Simply put, the millions of information workers in the global economy have access to more resources and power than ever before. While computing power has increased exponentially, productivity has increased only incrementally. How can we reconcile this fact?
Seeking to answer that question Michael Hammer, former MIT professor and president of the IT consulting firm Hammer and Company, published an article in the Harvard Business Review in July 1990 entitled “Reengineering Work: Don’t Automate, Obliterate” in which he details what he sees as the major roadblock in productivity.
The usual methods for boosting performance—process rationalization and automation—haven’t yielded the dramatic improvements companies need. In particular, heavy investments in information technology have delivered disappointing results—largely because companies tend to use technology to mechanize old ways of doing business. They leave the existing processes intact and use computers simply to speed them up.
In three words, the answer to improving productivity beyond small increments is business process reengineering. The bottleneck in an information worker’s productivity is no longer resources or power, but rather the process itself. Hammer notes that “many of our job designs … came of age in a different competitive environment and before the advent of the computer.” Rather than automating existing methods of doing work, companies should look to analyze and understand the processes they currently use and ask one important word: “why?”

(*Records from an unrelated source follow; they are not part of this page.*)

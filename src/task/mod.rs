//! 任务：数据模型、命名队列、关联等待表、进度订阅与生命周期管理

pub mod correlation;
pub mod lifecycle;
pub mod model;
pub mod progress;
pub mod queue;

pub use correlation::{CorrelationRegistry, PendingReply};
pub use lifecycle::{LifecycleConfig, TaskHandler, TaskManager};
pub use model::{Processor, ProcessorType, Task, TaskId, TaskStatus, Trace};
pub use progress::ProgressSubscriber;
pub use queue::{QueueSet, DEFAULT_QUEUE};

In “Reengineering Work”, Hammer details how Ford was able to reduce their accounts payable department headcount by 75% by analyzing the tasks fulfilled by those individuals. They chose not to simply automate certain tasks, but rather to re-think the process entirely. Through reengineering, they reduced the accounts payable workflow from matching 14 items to matching three items before a check was issued. Similarly, Mutual Benefit Life reduced the turnaround on an insurance application from 5-25 days to 2-5 days.

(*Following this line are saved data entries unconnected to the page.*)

//! WebSocket Hub 服务：接入 Agent 与客户端的双工连接
//!
//! 每条连接包装为 `WsConnection`，文本帧交给编排根路由；连接断开时移除其上注册的 Agent。

use std::net::SocketAddr;
use std::sync::Arc;

use tokio::net::{TcpListener, TcpStream};
use tokio_util::sync::CancellationToken;

use crate::channel::{MessageHandler, WsConnection};
use crate::core::Orchestrator;

/// WebSocket Hub 服务
pub struct HubServer {
    orchestrator: Arc<Orchestrator>,
    bind_addr: String,
}

impl HubServer {
    pub fn new(orchestrator: Arc<Orchestrator>) -> Self {
        let bind_addr = orchestrator.config().server.ws_bind.clone();
        Self {
            orchestrator,
            bind_addr,
        }
    }

    pub fn with_bind_addr(mut self, bind_addr: impl Into<String>) -> Self {
        self.bind_addr = bind_addr.into();
        self
    }

    /// 绑定监听地址，返回实际地址（端口为 0 时由系统分配）
    pub async fn bind(&self) -> Result<(TcpListener, SocketAddr), String> {
        let addr: SocketAddr = self
            .bind_addr
            .parse()
            .map_err(|e| format!("Invalid bind address: {}", e))?;
        let listener = TcpListener::bind(&addr)
            .await
            .map_err(|e| format!("Failed to bind: {}", e))?;
        let local = listener.local_addr().map_err(|e| e.to_string())?;
        Ok((listener, local))
    }

    /// 接受连接直到 token 被取消
    pub async fn serve(&self, listener: TcpListener, token: CancellationToken) {
        if let Ok(addr) = listener.local_addr() {
            tracing::info!("Hub listening on ws://{}", addr);
        }
        loop {
            tokio::select! {
                _ = token.cancelled() => break,
                result = listener.accept() => match result {
                    Ok((stream, addr)) => {
                        let handler: Arc<dyn MessageHandler> = Arc::clone(&self.orchestrator) as Arc<dyn MessageHandler>;
                        let token = token.clone();
                        tokio::spawn(async move {
                            if let Err(e) = handle_connection(stream, addr, handler, token).await {
                                tracing::error!("Connection error from {}: {}", addr, e);
                            }
                        });
                    }
                    Err(e) => tracing::error!("Accept error: {}", e),
                }
            }
        }
        tracing::info!("hub server stopped");
    }
}

async fn handle_connection(
    stream: TcpStream,
    addr: SocketAddr,
    handler: Arc<dyn MessageHandler>,
    token: CancellationToken,
) -> Result<(), String> {
    let ws = tokio_tungstenite::accept_async(stream)
        .await
        .map_err(|e| format!("WebSocket handshake failed: {}", e))?;
    let id = uuid::Uuid::new_v4().to_string();
    tracing::debug!(channel_id = %id, peer = %addr, "connection opened");
    WsConnection::new(ws, id.clone()).serve(handler, token).await;
    tracing::debug!(channel_id = %id, peer = %addr, "connection closed");
    Ok(())
}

While process reengineering is often used to cut costs, its utility extends far beyond simply reducing expenses. As Hammer states in his article, many business processes and organizational structures were developed when unskilled labor was abundant and analytical professionals were rare. That picture of the workforce is no longer true; in the case of Mutual Benefit Life, the many clerks executing redundant tasks were given more responsibility, walls between departments were torn down and the organization was flattened to focus on the empowered employee. The application process that previously involved 19 people and 30 touch points now was entirely under the review of a job title that had never existed before – case manager. Rather than utilizing specialists with repetitive tasks, employees were empowered to not only expand their knowledge and expertise but also to take complete ownership, cradle to grave, of an application. Process reengineering is as much about cutting costs as it is about educating, empowering and enabling the human capital that firms already employ.
The entire article is a really fascinating read and is available for purchase at the link below from the Harvard Business Review.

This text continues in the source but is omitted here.